- _Requirement_
Write out the complete data exactly as written.

===== Provided data =====

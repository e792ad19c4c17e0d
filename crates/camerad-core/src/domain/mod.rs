//! Pure domain state for one camera session.

pub mod session;

pub use session::{ImageType, SessionState};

=====

- _Answer area_
repository e792ad19c4c17e0d
filename crates/camerad-core/src/domain/mod.rs
//! Pure domain state for one camera session.

pub mod session;

pub use session::{ImageType, SessionState};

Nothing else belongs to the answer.